### EXERCISE DATA
* * * *
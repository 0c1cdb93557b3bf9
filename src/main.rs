//! vm2asm CLI.
//!
//! ```bash
//! vm2asm SimpleAdd.vm              # -> SimpleAdd.asm
//! vm2asm FibonacciElement/         # -> FibonacciElement/FibonacciElement.asm
//! vm2asm prog/ -o build/prog.asm
//! RUST_LOG=debug vm2asm prog/      # per-unit logging
//! ```

use std::io::Write;
use std::path::{Path, PathBuf};
use std::process::ExitCode;

use clap::Parser;
use log::{debug, info};
use tempfile::NamedTempFile;

use vm2asm::{VmError, output_path, translate_path};

#[derive(Parser, Debug)]
#[command(name = "vm2asm")]
#[command(version)]
#[command(about = "Translate stack VM code to Hack assembly")]
struct Args {
    /// Input .vm file, or a directory of .vm files translated as one program
    #[arg(value_name = "INPUT")]
    input: PathBuf,

    /// Output .asm path (defaults next to the input)
    #[arg(short, long)]
    output: Option<PathBuf>,
}

fn main() -> ExitCode {
    env_logger::init();
    let args = Args::parse();

    match run(&args) {
        Ok(dest) => {
            println!("{}", dest.display());
            ExitCode::SUCCESS
        }
        Err(e) => {
            eprintln!("error: {e}");
            ExitCode::from(1)
        }
    }
}

fn run(args: &Args) -> Result<PathBuf, VmError> {
    debug!("input: {}", args.input.display());

    let asm = translate_path(&args.input)?;
    let dest = args
        .output
        .clone()
        .unwrap_or_else(|| output_path(&args.input));

    write_atomic(&dest, &asm)?;
    info!(
        "wrote {} ({} lines)",
        dest.display(),
        asm.lines().count()
    );
    Ok(dest)
}

/// Write through a temporary file in the destination directory, persisting
/// only once the full output is on disk. A failed run never leaves a
/// truncated .asm behind.
fn write_atomic(dest: &Path, contents: &str) -> Result<(), VmError> {
    let dir = dest.parent().filter(|p| !p.as_os_str().is_empty());
    let write_err = |source: std::io::Error| VmError::FileWrite {
        path: dest.display().to_string(),
        source,
    };

    let mut tmp = match dir {
        Some(dir) => NamedTempFile::new_in(dir),
        None => NamedTempFile::new_in("."),
    }
    .map_err(write_err)?;

    tmp.write_all(contents.as_bytes()).map_err(write_err)?;
    tmp.persist(dest).map_err(|e| write_err(e.error))?;
    Ok(())
}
* * * *
### PROBLEM DESCRIPTION
Copy all the entries exactly.

### FINISHED TASK
repository 0c1cdb93557b3bf9
filename src/main.rs
//! vm2asm CLI.
//!
//! ```bash
//! vm2asm SimpleAdd.vm              # -> SimpleAdd.asm
//! vm2asm FibonacciElement/         # -> FibonacciElement/FibonacciElement.asm
//! vm2asm prog/ -o build/prog.asm
//! RUST_LOG=debug vm2asm prog/      # per-unit logging
//! ```

use std::io::Write;
use std::path::{Path, PathBuf};
use std::process::ExitCode;

use clap::Parser;
use log::{debug, info};
use tempfile::NamedTempFile;

use vm2asm::{VmError, output_path, translate_path};

#[derive(Parser, Debug)]
#[command(name = "vm2asm")]
#[command(version)]
#[command(about = "Translate stack VM code to Hack assembly")]
struct Args {
    /// Input .vm file, or a directory of .vm files translated as one program
    #[arg(value_name = "INPUT")]
    input: PathBuf,

    /// Output .asm path (defaults next to the input)
    #[arg(short, long)]
    output: Option<PathBuf>,
}

fn main() -> ExitCode {
    env_logger::init();
    let args = Args::parse();

    match run(&args) {
        Ok(dest) => {
            println!("{}", dest.display());
            ExitCode::SUCCESS
        }
        Err(e) => {
            eprintln!("error: {e}");
            ExitCode::from(1)
        }
    }
}

fn run(args: &Args) -> Result<PathBuf, VmError> {
    debug!("input: {}", args.input.display());

    let asm = translate_path(&args.input)?;
    let dest = args
        .output
        .clone()
        .unwrap_or_else(|| output_path(&args.input));

    write_atomic(&dest, &asm)?;
    info!(
        "wrote {} ({} lines)",
        dest.display(),
        asm.lines().count()
    );
    Ok(dest)
}

/// Write through a temporary file in the destination directory, persisting
/// only once the full output is on disk. A failed run never leaves a
/// truncated .asm behind.
fn write_atomic(dest: &Path, contents: &str) -> Result<(), VmError> {
    let dir = dest.parent().filter(|p| !p.as_os_str().is_empty());
    let write_err = |source: std::io::Error| VmError::FileWrite {
        path: dest.display().to_string(),
        source,
    };

    let mut tmp = match dir {
        Some(dir) => NamedTempFile::new_in(dir),
        None => NamedTempFile::new_in("."),
    }
    .map_err(write_err)?;

    tmp.write_all(contents.as_bytes()).map_err(write_err)?;
    tmp.persist(dest).map_err(|e| write_err(e.error))?;
    Ok(())
}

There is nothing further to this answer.